Collected data
=-=-=

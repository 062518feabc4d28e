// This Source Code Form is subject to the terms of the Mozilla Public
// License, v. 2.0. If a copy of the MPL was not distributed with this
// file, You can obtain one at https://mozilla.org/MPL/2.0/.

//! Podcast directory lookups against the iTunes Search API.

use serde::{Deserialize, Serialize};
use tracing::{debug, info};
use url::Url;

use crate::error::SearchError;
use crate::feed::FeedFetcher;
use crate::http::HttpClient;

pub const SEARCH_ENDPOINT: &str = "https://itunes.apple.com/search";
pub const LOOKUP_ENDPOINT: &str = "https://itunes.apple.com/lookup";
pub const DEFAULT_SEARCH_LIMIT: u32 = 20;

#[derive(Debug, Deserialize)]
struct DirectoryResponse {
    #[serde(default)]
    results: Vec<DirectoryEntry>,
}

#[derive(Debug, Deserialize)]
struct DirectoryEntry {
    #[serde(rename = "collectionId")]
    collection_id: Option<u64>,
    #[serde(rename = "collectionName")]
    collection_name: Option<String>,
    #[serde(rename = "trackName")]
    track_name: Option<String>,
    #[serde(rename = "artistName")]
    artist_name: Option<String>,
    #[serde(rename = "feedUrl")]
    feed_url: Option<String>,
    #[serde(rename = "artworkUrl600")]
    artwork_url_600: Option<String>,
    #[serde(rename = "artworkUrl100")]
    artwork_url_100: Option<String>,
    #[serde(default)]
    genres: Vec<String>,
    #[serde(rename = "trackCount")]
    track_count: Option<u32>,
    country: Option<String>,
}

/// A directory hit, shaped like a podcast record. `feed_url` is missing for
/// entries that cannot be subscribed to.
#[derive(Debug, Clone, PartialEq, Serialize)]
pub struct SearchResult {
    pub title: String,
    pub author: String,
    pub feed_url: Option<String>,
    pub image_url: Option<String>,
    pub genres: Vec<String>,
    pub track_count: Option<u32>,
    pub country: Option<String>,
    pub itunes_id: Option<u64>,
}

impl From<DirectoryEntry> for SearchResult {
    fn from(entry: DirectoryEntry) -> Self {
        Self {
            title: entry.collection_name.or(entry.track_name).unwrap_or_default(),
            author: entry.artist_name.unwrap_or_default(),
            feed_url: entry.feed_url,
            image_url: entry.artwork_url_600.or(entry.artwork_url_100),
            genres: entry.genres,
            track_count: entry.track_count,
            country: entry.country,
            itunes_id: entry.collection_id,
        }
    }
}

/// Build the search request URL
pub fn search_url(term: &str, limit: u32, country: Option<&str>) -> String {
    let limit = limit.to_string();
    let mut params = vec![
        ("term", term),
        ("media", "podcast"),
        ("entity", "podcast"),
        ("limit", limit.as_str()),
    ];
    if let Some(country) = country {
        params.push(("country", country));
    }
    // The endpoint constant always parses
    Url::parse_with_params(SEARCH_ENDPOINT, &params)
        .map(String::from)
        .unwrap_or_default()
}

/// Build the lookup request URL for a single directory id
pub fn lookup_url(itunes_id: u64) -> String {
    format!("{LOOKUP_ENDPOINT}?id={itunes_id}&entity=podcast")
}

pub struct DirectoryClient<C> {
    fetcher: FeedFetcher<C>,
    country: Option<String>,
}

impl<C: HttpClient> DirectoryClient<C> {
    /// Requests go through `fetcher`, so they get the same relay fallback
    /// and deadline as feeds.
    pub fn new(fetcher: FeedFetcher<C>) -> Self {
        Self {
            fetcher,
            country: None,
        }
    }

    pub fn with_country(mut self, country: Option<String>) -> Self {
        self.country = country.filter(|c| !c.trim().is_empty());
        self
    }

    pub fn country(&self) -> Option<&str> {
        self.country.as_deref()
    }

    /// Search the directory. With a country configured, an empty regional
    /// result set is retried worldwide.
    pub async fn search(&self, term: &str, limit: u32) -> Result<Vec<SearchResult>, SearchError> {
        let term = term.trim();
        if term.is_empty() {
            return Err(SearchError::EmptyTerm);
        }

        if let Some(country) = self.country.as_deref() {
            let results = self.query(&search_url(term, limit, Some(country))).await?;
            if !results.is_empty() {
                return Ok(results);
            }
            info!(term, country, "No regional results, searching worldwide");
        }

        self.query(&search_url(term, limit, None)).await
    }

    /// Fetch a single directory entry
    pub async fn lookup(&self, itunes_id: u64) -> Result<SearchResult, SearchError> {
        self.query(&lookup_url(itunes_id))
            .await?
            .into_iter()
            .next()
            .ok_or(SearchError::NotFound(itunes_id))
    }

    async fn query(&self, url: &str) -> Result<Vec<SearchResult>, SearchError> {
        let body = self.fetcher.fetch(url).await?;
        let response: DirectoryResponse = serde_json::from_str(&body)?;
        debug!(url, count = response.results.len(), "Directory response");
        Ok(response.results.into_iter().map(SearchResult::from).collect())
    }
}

=-=-=

◆ Problem statement:
Look through the data above. Copy every line with the string "author" in it.

◆ Solution:
    pub author: String,
            author: entry.artist_name.unwrap_or_default(),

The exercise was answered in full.